As a corollary to the law, Duverger also asserted that proportional representation favors multi-partyism, as does the plurality system with runoff elections.[2]

Duverger's law draws from a model of causality from the electoral system to a party system. A proportional representation (PR) system creates electoral conditions that foster the development of many parties, whereas a plurality system marginalizes smaller political parties, generally resulting in a two-party system.

Most countries with plurality voting have representation in their legislatures by more than two parties. While the United States is very much a two-party system, the United Kingdom, Canada and India have consistently had multiparty parliaments.[3][4] However, only the two dominant parties of their times have formed governments in the United Kingdom and Canada.[dubious ][citation needed] Eric Dickson and Kenneth Scheve argue that there is a counter force to Duverger's law, that on the national level a plurality system encourages two parties, but in the individual constituencies supermajorities will lead to the vote fracturing.[5] Steven R. Reed has shown Duverger's law to work in Japan[6] and Italy.[7]

In recent years the validity of this law has come under increasing quantitative scrutiny.[8]

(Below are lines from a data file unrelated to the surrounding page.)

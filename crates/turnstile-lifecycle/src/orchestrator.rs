//! # Transition orchestrator
//!
//! Drives one lifecycle transition end to end:
//!
//! ```text
//! plan (precondition + compose) → sign & submit → extract effects
//!     → ensure success → [reconcile, purchases only] → advance local record
//! ```
//!
//! ## Guarantees
//!
//! - Precondition and composition failures are raised before anything is
//!   signed or submitted.
//! - A report with failure status leaves every caller-held record untouched
//!   and surfaces the ledger's cause as
//!   [`TurnstileError::LedgerExecutionFailure`].
//! - Local records are advanced at most once per successful report.
//! - Every error is a [`TransitionError`] naming the transition and asset.
//!
//! The orchestrator holds no state between calls and never retries.

use serde::Serialize;
use turnstile_compose::verify_purchase_shape;
use turnstile_effects::{
    BalanceSnapshot, Reconciler, Reconciliation, SpendExpectation, TagMatcher, TypedEffects,
    extract,
};
use turnstile_types::{
    Address, BatchDigest, Event, ObjectId, ProtocolConfig, Result, Ticket, TicketClass,
    Transition, TransitionError, TurnstileError,
};

use crate::ledger::{LedgerClient, ReportOptions, Signer};
use crate::planner::{
    EscrowHandle, NewEvent, TransitionPlan, plan_buy_and_approve, plan_check_in,
    plan_create_class, plan_create_escrow, plan_create_event, plan_list, plan_mint,
};

/// Result alias for orchestrated transitions.
pub type TransitionResult<T> = std::result::Result<T, TransitionError>;

/// Proof that a transition took effect on the ledger.
#[derive(Debug, Clone, PartialEq, Eq, Serialize)]
pub struct TransitionReceipt {
    pub transition: Transition,
    pub asset: Option<ObjectId>,
    /// Digest of the submitted batch.
    pub batch_digest: BatchDigest,
    /// Ledger-assigned transaction digest, when reported.
    pub ledger_digest: Option<String>,
    pub network_fee: u64,
}

/// A completed purchase plus its settlement check.
#[derive(Debug, Clone, PartialEq, Eq, Serialize)]
pub struct PurchaseReceipt {
    pub receipt: TransitionReceipt,
    pub reconciliation: Reconciliation,
}

/// Parameters of a `buyAndApprove`.
#[derive(Debug, Clone, Copy)]
pub struct PurchaseOrder<'p> {
    pub class: &'p TicketClass,
    pub payment: u64,
    pub policy_id: &'p ObjectId,
}

/// Executes lifecycle transitions against a [`LedgerClient`].
pub struct Orchestrator<'a, L: ?Sized> {
    config: &'a ProtocolConfig,
    ledger: &'a L,
    options: ReportOptions,
}

impl<'a, L: LedgerClient + ?Sized> Orchestrator<'a, L> {
    pub fn new(config: &'a ProtocolConfig, ledger: &'a L) -> Self {
        Self {
            config,
            ledger,
            options: ReportOptions::default(),
        }
    }

    #[must_use]
    pub fn with_report_options(mut self, options: ReportOptions) -> Self {
        self.options = options;
        self
    }

    /// Sign and submit a plan, returning the effects of a successful report.
    ///
    /// Exposed for callers that compose their own plans; it does not touch
    /// any local record. Purchase plans are held to the same shape check as
    /// planner-built ones.
    ///
    /// # Errors
    /// - [`TurnstileError::PolicyNotConfirmed`] if a purchase batch does not
    ///   confirm its transfer policy (nothing is submitted)
    /// - [`TurnstileError::LedgerUnavailable`] or signing errors from the collaborators
    /// - [`TurnstileError::MalformedReport`] if the report has no status
    /// - [`TurnstileError::LedgerExecutionFailure`] if the ledger reports failure
    pub fn submit(&self, plan: &TransitionPlan, signer: &dyn Signer) -> Result<TypedEffects> {
        self.submit_with(plan, signer, self.options)
    }

    /// Submit a transition whose result is read back from created objects.
    /// Object changes are always requested so that a successful ledger
    /// transition can be mirrored locally.
    fn submit_reading_ids(&self, plan: &TransitionPlan, signer: &dyn Signer) -> Result<TypedEffects> {
        let options = ReportOptions {
            show_object_changes: true,
            ..self.options
        };
        self.submit_with(plan, signer, options)
    }

    fn submit_with(
        &self,
        plan: &TransitionPlan,
        signer: &dyn Signer,
        options: ReportOptions,
    ) -> Result<TypedEffects> {
        let purchase_target = self.config.framework_target(&self.config.targets.purchase);
        if plan.transition == Transition::BuyAndApprove
            || plan.batch.position_of_call(&purchase_target).is_some()
        {
            verify_purchase_shape(&plan.batch, self.config)?;
        }

        let digest = plan.batch.digest();
        tracing::debug!(
            transition = %plan.transition,
            asset = ?plan.asset,
            batch = %digest.short(),
            ops = plan.batch.len(),
            "Submitting batch"
        );
        let report = self.ledger.submit(&plan.batch, signer, options)?;
        let effects = extract(&report)?;
        if let Err(e) = effects.ensure_success() {
            tracing::warn!(
                transition = %plan.transition,
                asset = ?plan.asset,
                batch = %digest.short(),
                error = %e,
                "Ledger rejected batch; local state unchanged"
            );
            return Err(e);
        }
        Ok(effects)
    }

    fn receipt(plan: &TransitionPlan, effects: &TypedEffects) -> TransitionReceipt {
        let receipt = TransitionReceipt {
            transition: plan.transition,
            asset: plan.asset.clone(),
            batch_digest: plan.batch.digest(),
            ledger_digest: effects.digest.clone(),
            network_fee: effects.network_fee,
        };
        tracing::info!(
            transition = %receipt.transition,
            asset = ?receipt.asset,
            batch = %receipt.batch_digest.short(),
            fee = receipt.network_fee,
            "Transition completed"
        );
        receipt
    }

    fn first_created(
        effects: &TypedEffects,
        ids: Vec<&ObjectId>,
        what: &str,
    ) -> Result<ObjectId> {
        ids.into_iter().next().cloned().ok_or_else(|| {
            TurnstileError::malformed(format!(
                "successful report {} lists no created {what}",
                effects.digest.as_deref().unwrap_or("<no digest>")
            ))
        })
    }

    // -----------------------------------------------------------------
    // Organizer setup
    // -----------------------------------------------------------------

    pub fn create_event(&self, signer: &dyn Signer, event: &NewEvent) -> TransitionResult<Event> {
        let wrap = |e| TransitionError::new(Transition::CreateEvent, None, e);
        let plan = plan_create_event(self.config, event).map_err(wrap)?;
        let effects = self.submit_reading_ids(&plan, signer).map_err(wrap)?;
        let id = Self::first_created(
            &effects,
            effects.created_events(&self.config.type_tags),
            "event",
        )
        .map_err(wrap)?;
        Self::receipt(&plan, &effects);
        Ok(Event {
            id,
            name: event.name.clone(),
            starts_at: event.starts_at,
            ends_at: event.ends_at,
            poster_ref: event.poster_ref.clone(),
            organizer: signer.address().clone(),
        })
    }

    pub fn create_class(
        &self,
        signer: &dyn Signer,
        event: &Event,
        face_price: u64,
        supply: u64,
    ) -> TransitionResult<TicketClass> {
        let wrap = |e| TransitionError::new(Transition::CreateClass, Some(&event.id), e);
        let plan = plan_create_class(self.config, event, face_price, supply).map_err(wrap)?;
        let effects = self.submit_reading_ids(&plan, signer).map_err(wrap)?;
        let id = Self::first_created(
            &effects,
            effects.created_classes(&self.config.type_tags),
            "ticket class",
        )
        .map_err(wrap)?;
        Self::receipt(&plan, &effects);
        Ok(TicketClass {
            id,
            event_id: event.id.clone(),
            face_price,
            supply,
            issued: 0,
        })
    }

    pub fn create_escrow(&self, signer: &dyn Signer) -> TransitionResult<EscrowHandle> {
        let wrap = |e| TransitionError::new(Transition::CreateEscrow, None, e);
        let plan = plan_create_escrow(self.config).map_err(wrap)?;
        let effects = self.submit_reading_ids(&plan, signer).map_err(wrap)?;
        let tags = &self.config.type_tags;
        let escrow_id =
            Self::first_created(&effects, effects.created_escrows(tags), "escrow").map_err(wrap)?;
        let cap_id = Self::first_created(
            &effects,
            effects.created_matching(TagMatcher::StructName(&tags.escrow_cap)),
            "escrow capability",
        )
        .map_err(wrap)?;
        Self::receipt(&plan, &effects);
        Ok(EscrowHandle { escrow_id, cap_id })
    }

    // -----------------------------------------------------------------
    // Ticket transitions
    // -----------------------------------------------------------------

    /// Mint one ticket of `class` to the signer. `class.issued` is
    /// incremented only after the ledger reports success.
    pub fn mint(&self, signer: &dyn Signer, class: &mut TicketClass) -> TransitionResult<Ticket> {
        let wrap = |e| TransitionError::new(Transition::Mint, None, e);
        let plan = plan_mint(self.config, class).map_err(wrap)?;
        let effects = self.submit_reading_ids(&plan, signer).map_err(wrap)?;
        let id = Self::first_created(
            &effects,
            effects.created_tickets(&self.config.type_tags),
            "ticket",
        )
        .map_err(wrap)?;
        class.record_issue().map_err(wrap)?;
        Self::receipt(&plan, &effects);
        Ok(Ticket::minted(id, class.id.clone(), signer.address().clone()))
    }

    pub fn list(
        &self,
        signer: &dyn Signer,
        ticket: &mut Ticket,
        escrow: &EscrowHandle,
    ) -> TransitionResult<TransitionReceipt> {
        let asset = ticket.id.clone();
        let wrap = |e| TransitionError::new(Transition::List, Some(&asset), e);
        let plan = plan_list(self.config, ticket, signer.address(), escrow).map_err(wrap)?;
        let effects = self.submit(&plan, signer).map_err(wrap)?;
        ticket.mark_listed(escrow.escrow_id.clone()).map_err(wrap)?;
        Ok(Self::receipt(&plan, &effects))
    }

    /// Buy a listed ticket for the signer, clearing the transfer policy in
    /// the same batch.
    ///
    /// The buyer's balance is snapshotted before submission and the
    /// settlement reconciled afterwards. A conservation or spend violation
    /// is returned as an error and the ticket record is left as it was.
    pub fn buy_and_approve(
        &self,
        signer: &dyn Signer,
        ticket: &mut Ticket,
        order: PurchaseOrder<'_>,
    ) -> TransitionResult<PurchaseReceipt> {
        let asset = ticket.id.clone();
        let wrap = |e| TransitionError::new(Transition::BuyAndApprove, Some(&asset), e);
        let buyer = signer.address();
        let plan = plan_buy_and_approve(
            self.config,
            ticket,
            order.class,
            order.payment,
            order.policy_id,
            buyer,
        )
        .map_err(wrap)?;

        let pre = BalanceSnapshot {
            address: buyer.clone(),
            balance: self.ledger.get_balance(buyer, None).map_err(wrap)?,
        };
        let effects = self.submit(&plan, signer).map_err(wrap)?;
        check_new_owner(&effects, &asset, buyer).map_err(wrap)?;
        let reconciliation = Reconciler::new(self.config)
            .reconcile(&pre, &effects, SpendExpectation::sale(order.payment))
            .map_err(wrap)?;

        ticket.mark_sold(buyer.clone()).map_err(wrap)?;
        Ok(PurchaseReceipt {
            receipt: Self::receipt(&plan, &effects),
            reconciliation,
        })
    }

    /// Mark an owned ticket used. The ledger enforces once-only; a second
    /// submission comes back as [`TurnstileError::LedgerExecutionFailure`].
    pub fn check_in(
        &self,
        signer: &dyn Signer,
        ticket: &mut Ticket,
    ) -> TransitionResult<TransitionReceipt> {
        let asset = ticket.id.clone();
        let wrap = |e| TransitionError::new(Transition::CheckIn, Some(&asset), e);
        let plan = plan_check_in(self.config, ticket).map_err(wrap)?;
        let effects = self.submit(&plan, signer).map_err(wrap)?;
        ticket.mark_used().map_err(wrap)?;
        Ok(Self::receipt(&plan, &effects))
    }
}

/// A purchased ticket must end up with the buyer if the report says where it went.
fn check_new_owner(effects: &TypedEffects, asset: &ObjectId, buyer: &Address) -> Result<()> {
    match effects.new_owner_of(asset) {
        Some(owner) if owner != buyer => Err(TurnstileError::malformed(format!(
            "purchased ticket {asset} reported owned by {owner}, expected {buyer}"
        ))),
        _ => Ok(()),
    }
}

Effect of Duverger's law in UK. The graph shows the vote share of each political party since 1832. Around 1920 a third party (Labour, red) displaces one of the two major parties at the time (Liberal, yellow). After 1980 several third parties build local strongholds and reduce the vote share of the two major parties.


A two-party system often develops in a plurality voting system. In this system, voters have a single vote, which they can cast for a single candidate in their district, in which only one legislative seat is available. In plurality voting (also referred to as first past the post), in which the winner of the seat is determined purely by the candidate with the most votes, several characteristics can serve to discourage the development of third parties and reward the two major parties.

Duverger argued that there were two mechanisms whereby plurality voting systems lead to fewer major parties: (i) small parties are disincentivized to form because they have great difficulty winning seats or representation, and (ii) voters are wary of voting for a smaller party whose policies they actually favor because they do not want to "waste" their votes (on a party unlikely to win a plurality) and therefore tend to gravitate to one of two major parties that is more likely to achieve a plurality, win the election, and implement policy.[9][10][11]

Because the first-past-the-post system gives only the (plurality) winner in each district a seat, a party that consistently comes in second or third in many or most districts will not gain any seats in the legislature, even if it receives a substantial minority of the vote. This puts geographically thinly spread parties at a significant disadvantage to geographically concentrated ones with the same overall level of public support. An example of this is the Liberal Democrats in the United Kingdom, whose proportion of seats in the legislature is significantly less than their proportion of the national vote. The Green Party of Canada is another example; the party received about 5% of the popular vote from 2004 to 2011 but had only won one seat (out of 308) in the House of Commons in the same span of time. Another example was seen in the 1992 U.S. presidential election, when Ross Perot's candidacy received zero electoral votes despite receiving 19% of the popular vote. Gerrymandering is sometimes used to try to collect a population of like-minded voters within a geographically cohesive district so that their votes are not "wasted", but tends to be controversial (because it can also be used for the opposite purpose). These disadvantages tend to suppress the ability of a third party to engage in the political process.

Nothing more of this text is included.